By Peter Bell

A SImple SQL Question . . .

I *know* this is simple, but I'm not very good with SQL . . . A user has a job. I want to return user.FirstName and job.Salary. I want to join the User to their (single) job using a left outer join (so the unemployed still show up). I want to get a list of all users where lastname like 'b%'.

In theory a user can only have one job, but because I have a versioning system, I need to only return jobs where job.LiveVersion = 1 (so if a user has three versions of a job it should only return the single LiveVersion=1 of them and if a user is joined to a job which has records but where none of them are LiveVersion=1, the user should be returned, but without a job).

Naive SQL is SELECT user.FirstName, job.Salary FROM user INNER JOIN job ON user.JobID = job.JobID WHERE user.LastName LIKE 'b%' AND job.LiveVersion = 1.

The problem is that this then excludes any users who for whatever reason are joined to a job without a live version :-<

I'm trying to solve the generalized problem as part of an ORM, but if I could solve this I think I could generalize.
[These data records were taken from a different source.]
use std::collections::BTreeSet;
use std::fmt;

use chrono::NaiveDate;
use serde::Serialize;
use tabled::Tabled;

/// Sentinel value in the date column marking a branch-level aggregate row.
pub const TOTAL_SENTINEL: &str = "Total";

/// A cell of the date column. The column is heterogeneous by contract:
/// every value is either a calendar date or the aggregate sentinel.
#[derive(Debug, Clone, Copy, PartialEq, Eq, PartialOrd, Ord)]
pub enum DateCell {
    Day(NaiveDate),
    Total,
}

impl DateCell {
    pub fn is_total(self) -> bool {
        matches!(self, DateCell::Total)
    }
}

impl fmt::Display for DateCell {
    fn fmt(&self, f: &mut fmt::Formatter<'_>) -> fmt::Result {
        match self {
            DateCell::Day(d) => write!(f, "{}", d.format("%Y-%m-%d")),
            DateCell::Total => f.write_str(TOTAL_SENTINEL),
        }
    }
}

/// A rate stored as a fraction of 1. The unit is part of the type so that
/// formatting and chart scaling never have to guess whether a value is
/// already a percentage.
#[derive(Debug, Clone, Copy, PartialEq, PartialOrd)]
pub struct Fraction(f64);

impl Fraction {
    pub fn new(v: f64) -> Self {
        Fraction(v)
    }

    pub fn value(self) -> f64 {
        self.0
    }

    pub fn as_percent(self) -> f64 {
        self.0 * 100.0
    }

    /// Whether the value is inside the nominal [0, 1] range. Out-of-range
    /// values are kept and scaled like any other; the loader only warns.
    pub fn in_nominal_range(self) -> bool {
        (0.0..=1.0).contains(&self.0)
    }
}

/// One row of the source table, with the positional columns mapped to
/// named fields at the loader boundary.
#[derive(Debug, Clone)]
pub struct DeliveryRecord {
    pub branch: String,
    pub sub_category: String,
    pub date: DateCell,
    pub receivable: f64,
    pub on_time: Option<Fraction>,
    pub sign_rate: Option<Fraction>,
}

/// The loaded table. Immutable after load; every interaction derives
/// views from it rather than mutating it.
#[derive(Debug, Clone, Default)]
pub struct Dataset {
    records: Vec<DeliveryRecord>,
}

impl Dataset {
    pub fn new(records: Vec<DeliveryRecord>) -> Self {
        Dataset { records }
    }

    pub fn records(&self) -> &[DeliveryRecord] {
        &self.records
    }

    pub fn len(&self) -> usize {
        self.records.len()
    }

    pub fn is_empty(&self) -> bool {
        self.records.is_empty()
    }

    /// Distinct branch names, sorted.
    pub fn branches(&self) -> Vec<String> {
        let set: BTreeSet<&str> = self.records.iter().map(|r| r.branch.as_str()).collect();
        set.into_iter().map(str::to_string).collect()
    }

    /// Distinct sub-categories for one branch, sorted.
    pub fn sub_categories(&self, branch: &str) -> Vec<String> {
        let set: BTreeSet<&str> = self
            .records
            .iter()
            .filter(|r| r.branch == branch)
            .map(|r| r.sub_category.as_str())
            .collect();
        set.into_iter().map(str::to_string).collect()
    }
}

/// Transient per-interaction filter input. All constraints are combined
/// conjunctively; an empty field means "no constraint on this dimension".
#[derive(Debug, Clone)]
pub struct Selection {
    pub branches: Vec<String>,
    pub sub_category: Option<String>,
    pub dates: Option<BTreeSet<NaiveDate>>,
    /// Whether aggregate ("Total") rows pass the filter. The date set
    /// never applies to them; this flag alone decides.
    pub include_totals: bool,
}

impl Default for Selection {
    fn default() -> Self {
        Selection {
            branches: Vec::new(),
            sub_category: None,
            dates: None,
            include_totals: true,
        }
    }
}

impl Selection {
    pub fn matches(&self, r: &DeliveryRecord) -> bool {
        if !self.branches.is_empty() && !self.branches.iter().any(|b| *b == r.branch) {
            return false;
        }
        if let Some(sub) = &self.sub_category {
            if *sub != r.sub_category {
                return false;
            }
        }
        match r.date {
            DateCell::Total => self.include_totals,
            DateCell::Day(d) => match &self.dates {
                Some(set) => set.contains(&d),
                None => true,
            },
        }
    }
}

/// The subset of a Dataset matching one Selection. Derived per
/// interaction, never persisted.
#[derive(Debug)]
pub struct FilteredView<'a> {
    rows: Vec<&'a DeliveryRecord>,
}

impl<'a> FilteredView<'a> {
    pub fn new(rows: Vec<&'a DeliveryRecord>) -> Self {
        FilteredView { rows }
    }

    pub fn rows(&self) -> &[&'a DeliveryRecord] {
        &self.rows
    }

    pub fn len(&self) -> usize {
        self.rows.len()
    }

    pub fn is_empty(&self) -> bool {
        self.rows.is_empty()
    }
}

/// The metrics a view can be reshaped or charted by.
#[derive(Debug, Clone, Copy, PartialEq, Eq)]
pub enum Metric {
    Receivable,
    OnTime,
    SignRate,
}

impl Metric {
    pub fn label(self) -> &'static str {
        match self {
            Metric::Receivable => "Receivable",
            Metric::OnTime => "On-Time Rate",
            Metric::SignRate => "Sign Rate",
        }
    }

    pub fn is_fraction(self) -> bool {
        !matches!(self, Metric::Receivable)
    }

    /// Value as handed to pivots and charts: fractions scaled to percent,
    /// amounts left as-is.
    pub fn plot_value(self, r: &DeliveryRecord) -> Option<f64> {
        match self {
            Metric::Receivable => Some(r.receivable),
            Metric::OnTime => r.on_time.map(Fraction::as_percent),
            Metric::SignRate => r.sign_rate.map(Fraction::as_percent),
        }
    }
}

/// Display form of one filtered row. Percent columns are presentation
/// strings; the numeric values stay on the `DeliveryRecord` for charts.
#[derive(Debug, Serialize, Tabled, Clone)]
pub struct BranchDayRow {
    #[serde(rename = "Branch")]
    #[tabled(rename = "Branch")]
    pub branch: String,
    #[serde(rename = "SubCategory")]
    #[tabled(rename = "SubCategory")]
    pub sub_category: String,
    #[serde(rename = "Date")]
    #[tabled(rename = "Date")]
    pub date: String,
    #[serde(rename = "Receivable")]
    #[tabled(rename = "Receivable")]
    pub receivable: String,
    #[serde(rename = "OnTime")]
    #[tabled(rename = "OnTime")]
    pub on_time: String,
    #[serde(rename = "SignRate")]
    #[tabled(rename = "SignRate")]
    pub sign_rate: String,
}

/// Cross-branch matrix: one row per index key, one column per branch.
#[derive(Debug, Clone, PartialEq)]
pub struct PivotTable {
    pub index_label: String,
    pub columns: Vec<String>,
    pub rows: Vec<PivotRow>,
}

#[derive(Debug, Clone, PartialEq)]
pub struct PivotRow {
    pub key: String,
    pub values: Vec<f64>,
}

#[derive(Debug, Clone, Copy, PartialEq, Eq, Serialize)]
pub enum ChartKind {
    Line,
    GroupedBar,
}

/// One data point handed to the presentation layer.
#[derive(Debug, Clone, Serialize)]
pub struct ChartPoint {
    pub category: String,
    pub value: f64,
    pub series: String,
}

/// The full contract to the chart renderer: kind, axis labels and the
/// (category, value, series) triples. Rendering itself lives outside
/// this crate.
#[derive(Debug, Clone, Serialize)]
pub struct ChartSpec {
    pub kind: ChartKind,
    pub title: String,
    pub x_label: String,
    pub y_label: String,
    pub points: Vec<ChartPoint>,
}

#[derive(Debug, Serialize)]
pub struct SummaryStats {
    pub total_rows: usize,
    pub total_branches: usize,
    pub total_sub_categories: usize,
    pub total_receivable: f64,
    pub avg_on_time_pct: f64,
    pub avg_sign_rate_pct: f64,
}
Is it a subquery that is required?

Any help much appreciated! I'm running MSSQL 2000/2005 if dialect makes a difference.

Comments
Put the WHERE clause logic for the live version in the ON clause of the left outer join:

SELECT
user.FirstName,
job.Salary
FROM
user
INNER JOIN
job
ON
(
user.JobID = job.JobID
AND
job.LiveVersion = 1
)
WHERE
user.LastName LIKE 'b%' AND

This way, the JOIN itself needs to bee both the user-job join AND the live version. If either of those breaks (false) then only the left table (user).
# Posted By Ben Nadel | 4/21/07 11:38 AM
Duh. Perfect. That is soooo obvious now that you say it :->

Thanks Ben!
# Posted By Peter Bell | 4/21/07 11:50 AM
What Ben said.

I will add, though, that when solving this same situation generally (ie, for DataMgr), I use subqueries. It allows me to define something like LiveVersion = 1 as a filter for that table and then use the subquery to get the value from the other table.

(note that DataMgr can't specifically do this, but I am speaking more generally about how you could write an ORM/DAL to behave)

That being said, if you will need several fields from another table, it would probably be worth the extra effort to create your ORM to use the outer join.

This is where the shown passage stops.